■ What this task involves
Please work out how many lines in the records below include the word "FilterConfig", and reply with that number only.

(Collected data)
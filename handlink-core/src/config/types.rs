//! Configuration type definitions
//!
//! The tuning constants (curl windows, smoothing factor, step limit) were
//! chosen empirically for one camera and one actuator build. They live here
//! as named fields so a different setup only needs a config change.

#[cfg(feature = "serde")]
use serde::{Deserialize, Deserializer, Serialize};

use crate::channel::{AngleVector, Channel, CHANNEL_COUNT};
use crate::control::LostPolicy;
use crate::filter::rate_limit::DEFAULT_MAX_STEP_DEG;
use crate::filter::smoother::DEFAULT_ALPHA;
use crate::finger::{CurlWindow, HandModel};
use crate::mapping::{AngleConfig, AngleLimits};

use super::error::ConfigError;

/// Largest angle the wire format can carry
pub const MAX_ANGLE_DEG: f32 = u16::MAX as f32;

/// Neutral pose angle (mid-range of a 0..180 servo)
pub const DEFAULT_NEUTRAL_DEG: f32 = 90.0;

/// Default mechanical range
pub const DEFAULT_MIN_DEG: f32 = 0.0;
pub const DEFAULT_MAX_DEG: f32 = 180.0;

/// Thumb tip to index MCP over palm length: open at 0.90, closed at 0.35
pub const DEFAULT_THUMB_WINDOW: CurlWindow = CurlWindow::new(0.90, 0.35);

/// Finger tip to MCP over proximal segment: open at 3.5, closed at 1.8
pub const DEFAULT_FINGER_WINDOW: CurlWindow = CurlWindow::new(3.5, 1.8);

/// Thumb, middle and pinky servos are mounted reversed on the reference build
pub const DEFAULT_INVERT: [bool; CHANNEL_COUNT] = [true, false, true, false, true];

/// One value per channel, addressed by name
#[derive(Debug, Clone, Copy, PartialEq, Eq, Default)]
#[cfg_attr(feature = "serde", derive(Serialize, Deserialize))]
pub struct ChannelTable<T> {
    pub thumb: T,
    pub index: T,
    pub middle: T,
    pub ring: T,
    pub pinky: T,
}

impl<T> ChannelTable<T> {
    pub fn get(&self, channel: Channel) -> &T {
        match channel {
            Channel::Thumb => &self.thumb,
            Channel::Index => &self.index,
            Channel::Middle => &self.middle,
            Channel::Ring => &self.ring,
            Channel::Pinky => &self.pinky,
        }
    }

    /// Iterate in channel order
    pub fn iter(&self) -> impl Iterator<Item = (Channel, &T)> {
        Channel::ALL.into_iter().map(move |c| (c, self.get(c)))
    }

    /// Project every entry, keeping channel order
    pub fn map<U>(&self, mut f: impl FnMut(&T) -> U) -> [U; CHANNEL_COUNT] {
        Channel::ALL.map(|c| f(self.get(c)))
    }
}

/// Per-channel mechanical range and curl window
#[derive(Debug, Clone, Copy, PartialEq)]
#[cfg_attr(feature = "serde", derive(Serialize, Deserialize))]
#[cfg_attr(feature = "serde", serde(deny_unknown_fields))]
pub struct ChannelConfig {
    /// Angle at curl 0 (curl 1 if inverted)
    pub min_deg: f32,
    /// Angle at curl 1 (curl 0 if inverted)
    pub max_deg: f32,
    /// Reverse the actuator direction
    #[cfg_attr(feature = "serde", serde(default))]
    pub invert: bool,
    /// Distance ratio at full extension
    pub far: f32,
    /// Distance ratio at full flexion
    pub near: f32,
}

impl ChannelConfig {
    const fn with_window(window: CurlWindow, invert: bool) -> Self {
        Self {
            min_deg: DEFAULT_MIN_DEG,
            max_deg: DEFAULT_MAX_DEG,
            invert,
            far: window.far,
            near: window.near,
        }
    }

    /// Default thumb channel
    pub const fn thumb(invert: bool) -> Self {
        Self::with_window(DEFAULT_THUMB_WINDOW, invert)
    }

    /// Default non-thumb channel
    pub const fn finger(invert: bool) -> Self {
        Self::with_window(DEFAULT_FINGER_WINDOW, invert)
    }

    pub fn limits(&self) -> AngleLimits {
        AngleLimits::new(self.min_deg, self.max_deg, self.invert)
    }

    pub fn window(&self) -> CurlWindow {
        CurlWindow::new(self.far, self.near)
    }
}

/// Temporal filter settings
#[derive(Debug, Clone, Copy, PartialEq)]
#[cfg_attr(feature = "serde", derive(Serialize, Deserialize))]
#[cfg_attr(feature = "serde", serde(default, deny_unknown_fields))]
pub struct FilterConfig {
    /// EMA weight of the newest target, in (0, 1]
    pub alpha: f32,
    /// Largest change per channel per frame (degrees); `inf` disables
    pub max_step_deg: f32,
}

impl Default for FilterConfig {
    fn default() -> Self {
        Self {
            alpha: DEFAULT_ALPHA,
            max_step_deg: DEFAULT_MAX_STEP_DEG,
        }
    }
}

/// Complete pipeline configuration
#[derive(Debug, Clone, PartialEq)]
#[cfg_attr(feature = "serde", derive(Serialize, Deserialize))]
#[cfg_attr(feature = "serde", serde(default))]
pub struct PipelineConfig {
    pub filter: FilterConfig,
    /// Pose commanded before the first detection
    pub neutral_deg: AngleVector,
    /// Whether the held pose is transmitted while the hand is lost
    pub lost_policy: LostPolicy,
    /// Channels left out keep their defaults
    #[cfg_attr(feature = "serde", serde(deserialize_with = "deserialize_channels"))]
    pub channels: ChannelTable<ChannelConfig>,
}

#[cfg(feature = "serde")]
fn deserialize_channels<'de, D>(deserializer: D) -> Result<ChannelTable<ChannelConfig>, D::Error>
where
    D: Deserializer<'de>,
{
    #[derive(Default, Deserialize)]
    #[serde(default, deny_unknown_fields)]
    struct Partial {
        thumb: Option<ChannelConfig>,
        index: Option<ChannelConfig>,
        middle: Option<ChannelConfig>,
        ring: Option<ChannelConfig>,
        pinky: Option<ChannelConfig>,
    }

    let partial = Partial::deserialize(deserializer)?;
    let defaults = PipelineConfig::default().channels;
    Ok(ChannelTable {
        thumb: partial.thumb.unwrap_or(defaults.thumb),
        index: partial.index.unwrap_or(defaults.index),
        middle: partial.middle.unwrap_or(defaults.middle),
        ring: partial.ring.unwrap_or(defaults.ring),
        pinky: partial.pinky.unwrap_or(defaults.pinky),
    })
}

impl Default for PipelineConfig {
    fn default() -> Self {
        let [thumb, index, middle, ring, pinky] = DEFAULT_INVERT;
        Self {
            filter: FilterConfig::default(),
            neutral_deg: AngleVector::splat(DEFAULT_NEUTRAL_DEG),
            lost_policy: LostPolicy::default(),
            channels: ChannelTable {
                thumb: ChannelConfig::thumb(thumb),
                index: ChannelConfig::finger(index),
                middle: ChannelConfig::finger(middle),
                ring: ChannelConfig::finger(ring),
                pinky: ChannelConfig::finger(pinky),
            },
        }
    }
}

impl PipelineConfig {
    /// Check every field against its allowed range
    pub fn validate(&self) -> Result<(), ConfigError> {
        let alpha = self.filter.alpha;
        if !(alpha > 0.0 && alpha <= 1.0) {
            return Err(ConfigError::InvalidAlpha(alpha));
        }

        let step = self.filter.max_step_deg;
        if !(step > 0.0) {
            return Err(ConfigError::InvalidMaxStep(step));
        }

        for (channel, cfg) in self.channels.iter() {
            let range_ok = cfg.min_deg.is_finite()
                && cfg.max_deg.is_finite()
                && cfg.min_deg >= 0.0
                && cfg.min_deg <= cfg.max_deg
                && cfg.max_deg <= MAX_ANGLE_DEG;
            if !range_ok {
                return Err(ConfigError::InvalidLimits {
                    channel,
                    min_deg: cfg.min_deg,
                    max_deg: cfg.max_deg,
                });
            }

            if !(cfg.far.is_finite() && cfg.near > 0.0 && cfg.far > cfg.near) {
                return Err(ConfigError::InvalidWindow {
                    channel,
                    far: cfg.far,
                    near: cfg.near,
                });
            }

            let neutral = self.neutral_deg[channel];
            if !cfg.limits().contains(neutral) {
                return Err(ConfigError::NeutralOutOfRange {
                    channel,
                    value: neutral,
                    min_deg: cfg.min_deg,
                    max_deg: cfg.max_deg,
                });
            }
        }

        Ok(())
    }

    /// Mechanical limits in channel order
    pub fn angle_config(&self) -> AngleConfig {
        AngleConfig::new(self.channels.map(ChannelConfig::limits))
    }

    /// Finger descriptors with the configured windows
    pub fn hand_model(&self) -> HandModel {
        HandModel::new(self.channels.map(ChannelConfig::window))
    }
}
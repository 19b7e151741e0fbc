//! Frame loop
//!
//! Pulls one event from the landmark source per iteration, advances the
//! control loop, and pushes the resulting frame best-effort. A failed send
//! is logged and counted, never retried; only a disconnected transport or
//! a finished source stops the loop.

use std::fmt;
use std::sync::atomic::{AtomicBool, Ordering};
use std::sync::Arc;

use handlink_core::{CommandEncoder, ControlLoop, ControlOutput, LostPolicy, PipelineConfig, TrackingStatus};
use handlink_hal::{send_best_effort, SendOutcome, SerialTx, TxErrorKind};
use tracing::{debug, error, info, warn};

use crate::source::{LandmarkSource, SourceEvent};

/// Cooperative stop flag shared with other threads
#[derive(Debug, Clone, Default)]
pub struct Shutdown(Arc<AtomicBool>);

impl Shutdown {
    pub fn new() -> Self {
        Self::default()
    }

    pub fn request(&self) {
        self.0.store(true, Ordering::Relaxed);
    }

    pub fn is_requested(&self) -> bool {
        self.0.load(Ordering::Relaxed)
    }
}

/// Why the loop stopped
#[derive(Debug, Clone, Copy, PartialEq, Eq)]
pub enum StopReason {
    /// Quit from the operator or the source
    Quit,
    /// Source ran out of frames
    EndOfStream,
    /// Source could not be read
    SourceFailed,
    /// Transport reported the link gone
    Disconnected,
}

impl fmt::Display for StopReason {
    fn fmt(&self, f: &mut fmt::Formatter<'_>) -> fmt::Result {
        match self {
            StopReason::Quit => write!(f, "quit requested"),
            StopReason::EndOfStream => write!(f, "end of stream"),
            StopReason::SourceFailed => write!(f, "source failed"),
            StopReason::Disconnected => write!(f, "transport disconnected"),
        }
    }
}

/// Counters for a finished run
#[derive(Debug, Clone, Copy, PartialEq, Eq)]
pub struct RunSummary {
    /// Frames consumed from the source
    pub frames: u64,
    /// Frames with a hand in view
    pub tracked_frames: u64,
    /// Frames written to the transport
    pub sent: u64,
    /// Frames the transport refused
    pub dropped: u64,
    /// Frames withheld by the lost policy
    pub withheld: u64,
    pub reason: StopReason,
}

/// Drives a source, the control loop and a transport
pub struct Runner<S, T> {
    source: S,
    tx: T,
    control: ControlLoop,
    lost_policy: LostPolicy,
    shutdown: Shutdown,
    print_angles: bool,
}

impl<S: LandmarkSource, T: SerialTx> Runner<S, T> {
    /// Build a runner; `config` must already be validated
    pub fn new(config: &PipelineConfig, source: S, tx: T, shutdown: Shutdown) -> Self {
        Self {
            source,
            tx,
            control: ControlLoop::new(config),
            lost_policy: config.lost_policy,
            shutdown,
            print_angles: false,
        }
    }

    /// Print each commanded pose to stdout
    pub fn print_angles(mut self, enabled: bool) -> Self {
        self.print_angles = enabled;
        self
    }

    /// Run until quit, end of stream or disconnect
    pub fn run(&mut self) -> RunSummary {
        let mut summary = RunSummary {
            frames: 0,
            tracked_frames: 0,
            sent: 0,
            dropped: 0,
            withheld: 0,
            reason: StopReason::Quit,
        };

        summary.reason = loop {
            if self.shutdown.is_requested() {
                break StopReason::Quit;
            }

            let detection = match self.source.next_event() {
                Ok(SourceEvent::Frame(detection)) => detection,
                Ok(SourceEvent::Quit) => break StopReason::Quit,
                Ok(SourceEvent::EndOfStream) => break StopReason::EndOfStream,
                Err(e) => {
                    error!(error = %e, "landmark source failed");
                    break StopReason::SourceFailed;
                }
            };

            summary.frames += 1;
            let output = self.control.step(detection.as_ref());
            summary.tracked_frames = self.control.state().tracked_frames;
            self.report(&output);

            if !output.should_transmit(self.lost_policy) {
                summary.withheld += 1;
                continue;
            }

            let frame = match CommandEncoder::encode(&output.angles) {
                Ok(frame) => frame,
                Err(e) => {
                    warn!(error = %e, "frame encode failed");
                    summary.dropped += 1;
                    continue;
                }
            };

            match send_best_effort(&mut self.tx, frame.as_bytes()) {
                SendOutcome::Sent => summary.sent += 1,
                SendOutcome::Dropped(kind) => {
                    summary.dropped += 1;
                    warn!(%kind, frame = frame.as_str(), "frame dropped");
                    if kind == TxErrorKind::Disconnected {
                        break StopReason::Disconnected;
                    }
                }
            }
        };

        // Leaves the flag set for anything else watching it
        self.shutdown.request();
        info!(
            reason = %summary.reason,
            frames = summary.frames,
            sent = summary.sent,
            dropped = summary.dropped,
            "run finished"
        );
        summary
    }

    fn report(&self, output: &ControlOutput) {
        if output.status_changed {
            match output.status {
                TrackingStatus::Tracking => info!("hand acquired"),
                TrackingStatus::Lost => info!(
                    policy = ?self.lost_policy,
                    "hand lost, holding {}",
                    output.angles
                ),
            }
        }
        if let (Some(curls), Some(target)) = (&output.curls, &output.target) {
            debug!(curls = ?curls.values(), target = %target, "frame");
        }
        if self.print_angles {
            println!("{}", output.angles);
        }
    }
}
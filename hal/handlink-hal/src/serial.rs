//! Serial transport abstractions
//!
//! Provides the transmit trait the control loop writes wire frames to, and
//! the best-effort send contract: a failed write drops that one frame and
//! never stops the loop.

use core::convert::Infallible;
use core::fmt;

/// Classification of a transmit failure
#[derive(Debug, Clone, Copy, PartialEq, Eq)]
#[cfg_attr(feature = "defmt", derive(defmt::Format))]
pub enum TxErrorKind {
    /// Transport could not accept the bytes right now
    WouldBlock,
    /// Transport is gone (device unplugged, pipe closed)
    Disconnected,
    /// Any other write failure
    Other,
}

impl fmt::Display for TxErrorKind {
    fn fmt(&self, f: &mut fmt::Formatter<'_>) -> fmt::Result {
        match self {
            TxErrorKind::WouldBlock => f.write_str("would block"),
            TxErrorKind::Disconnected => f.write_str("disconnected"),
            TxErrorKind::Other => f.write_str("write failed"),
        }
    }
}

/// Errors produced by a [`SerialTx`] implementation
pub trait TxError: fmt::Debug {
    /// Classify this error
    fn kind(&self) -> TxErrorKind;
}

impl TxError for Infallible {
    fn kind(&self) -> TxErrorKind {
        match *self {}
    }
}

impl TxError for TxErrorKind {
    fn kind(&self) -> TxErrorKind {
        *self
    }
}

/// Serial transmitter
///
/// Trait for sending wire frames to the actuator controller.
pub trait SerialTx {
    /// Error type for transmit operations
    type Error: TxError;

    /// Write one complete frame
    ///
    /// Implementations should not wait on a full output buffer; report
    /// [`TxErrorKind::WouldBlock`] instead.
    fn write_frame(&mut self, data: &[u8]) -> Result<(), Self::Error>;

    /// Flush any buffered data
    fn flush(&mut self) -> Result<(), Self::Error>;
}

impl<T: SerialTx + ?Sized> SerialTx for &mut T {
    type Error = T::Error;

    fn write_frame(&mut self, data: &[u8]) -> Result<(), Self::Error> {
        (**self).write_frame(data)
    }

    fn flush(&mut self) -> Result<(), Self::Error> {
        (**self).flush()
    }
}

/// Result of a best-effort send
///
/// Callers may inspect or ignore it; nothing is retried.
#[derive(Debug, Clone, Copy, PartialEq, Eq)]
#[cfg_attr(feature = "defmt", derive(defmt::Format))]
pub enum SendOutcome {
    /// Frame handed to the transport
    Sent,
    /// Frame abandoned for this iteration
    Dropped(TxErrorKind),
}

impl SendOutcome {
    /// Check if the frame went out
    pub fn is_sent(&self) -> bool {
        matches!(self, SendOutcome::Sent)
    }

    /// Check if the transport reported it is permanently gone
    pub fn is_disconnected(&self) -> bool {
        matches!(self, SendOutcome::Dropped(TxErrorKind::Disconnected))
    }
}

/// Send a frame without retrying
///
/// Any write or flush failure drops the frame and is reported as
/// [`SendOutcome::Dropped`]. The next frame supersedes it.
pub fn send_best_effort<T: SerialTx + ?Sized>(tx: &mut T, frame: &[u8]) -> SendOutcome {
    if let Err(e) = tx.write_frame(frame) {
        return SendOutcome::Dropped(e.kind());
    }
    match tx.flush() {
        Ok(()) => SendOutcome::Sent,
        Err(e) => SendOutcome::Dropped(e.kind()),
    }
}

/// Serial line configuration
#[derive(Debug, Clone, Copy, PartialEq, Eq)]
#[cfg_attr(feature = "defmt", derive(defmt::Format))]
pub struct SerialConfig {
    /// Baud rate in bits per second
    pub baudrate: u32,
    /// Number of data bits (typically 8)
    pub data_bits: DataBits,
    /// Parity mode
    pub parity: Parity,
    /// Number of stop bits
    pub stop_bits: StopBits,
}

impl Default for SerialConfig {
    fn default() -> Self {
        Self {
            baudrate: 115200,
            data_bits: DataBits::Eight,
            parity: Parity::None,
            stop_bits: StopBits::One,
        }
    }
}

impl SerialConfig {
    /// 8N1 at the given baud rate
    pub fn with_baud(baudrate: u32) -> Self {
        Self {
            baudrate,
            ..Self::default()
        }
    }
}

impl fmt::Display for SerialConfig {
    fn fmt(&self, f: &mut fmt::Formatter<'_>) -> fmt::Result {
        let bits = match self.data_bits {
            DataBits::Seven => 7,
            DataBits::Eight => 8,
        };
        let parity = match self.parity {
            Parity::None => 'N',
            Parity::Even => 'E',
            Parity::Odd => 'O',
        };
        let stop = match self.stop_bits {
            StopBits::One => 1,
            StopBits::Two => 2,
        };
        write!(f, "{} {}{}{}", self.baudrate, bits, parity, stop)
    }
}

/// Number of data bits per frame
#[derive(Debug, Clone, Copy, PartialEq, Eq)]
#[cfg_attr(feature = "defmt", derive(defmt::Format))]
pub enum DataBits {
    Seven,
    Eight,
}

/// Parity mode
#[derive(Debug, Clone, Copy, PartialEq, Eq)]
#[cfg_attr(feature = "defmt", derive(defmt::Format))]
pub enum Parity {
    None,
    Even,
    Odd,
}

/// Number of stop bits
#[derive(Debug, Clone, Copy, PartialEq, Eq)]
#[cfg_attr(feature = "defmt", derive(defmt::Format))]
pub enum StopBits {
    One,
    Two,
}

#[cfg(test)]
mod tests {
    use super::*;

    /// Transport that fails according to a script
    struct ScriptedTx {
        write_result: Result<(), TxErrorKind>,
        flush_result: Result<(), TxErrorKind>,
        writes: usize,
    }

    impl ScriptedTx {
        fn new(write_result: Result<(), TxErrorKind>, flush_result: Result<(), TxErrorKind>) -> Self {
            Self {
                write_result,
                flush_result,
                writes: 0,
            }
        }
    }

    impl SerialTx for ScriptedTx {
        type Error = TxErrorKind;

        fn write_frame(&mut self, _data: &[u8]) -> Result<(), Self::Error> {
            self.writes += 1;
            self.write_result
        }

        fn flush(&mut self) -> Result<(), Self::Error> {
            self.flush_result
        }
    }

    #[test]
    fn test_send_ok() {
        let mut tx = ScriptedTx::new(Ok(()), Ok(()));
        assert_eq!(send_best_effort(&mut tx, b"1,2,3,4,5\n"), SendOutcome::Sent);
        assert_eq!(tx.writes, 1);
    }

    #[test]
    fn test_write_failure_dropped_without_retry() {
        let mut tx = ScriptedTx::new(Err(TxErrorKind::WouldBlock), Ok(()));
        let outcome = send_best_effort(&mut tx, b"1,2,3,4,5\n");
        assert_eq!(outcome, SendOutcome::Dropped(TxErrorKind::WouldBlock));
        assert!(!outcome.is_sent());
        assert!(!outcome.is_disconnected());
        assert_eq!(tx.writes, 1);
    }

    #[test]
    fn test_flush_failure_dropped() {
        let mut tx = ScriptedTx::new(Ok(()), Err(TxErrorKind::Disconnected));
        let outcome = send_best_effort(&mut tx, b"1,2,3,4,5\n");
        assert!(outcome.is_disconnected());
    }

    #[test]
    fn test_send_through_mut_ref() {
        let mut tx = ScriptedTx::new(Ok(()), Ok(()));
        let mut by_ref = &mut tx;
        assert!(send_best_effort(&mut by_ref, b"0,0,0,0,0\n").is_sent());
        assert_eq!(tx.writes, 1);
    }

    #[test]
    fn test_default_config() {
        let config = SerialConfig::default();
        assert_eq!(config.baudrate, 115200);
        assert_eq!(config, SerialConfig::with_baud(115200));
    }
}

■ Answer section
4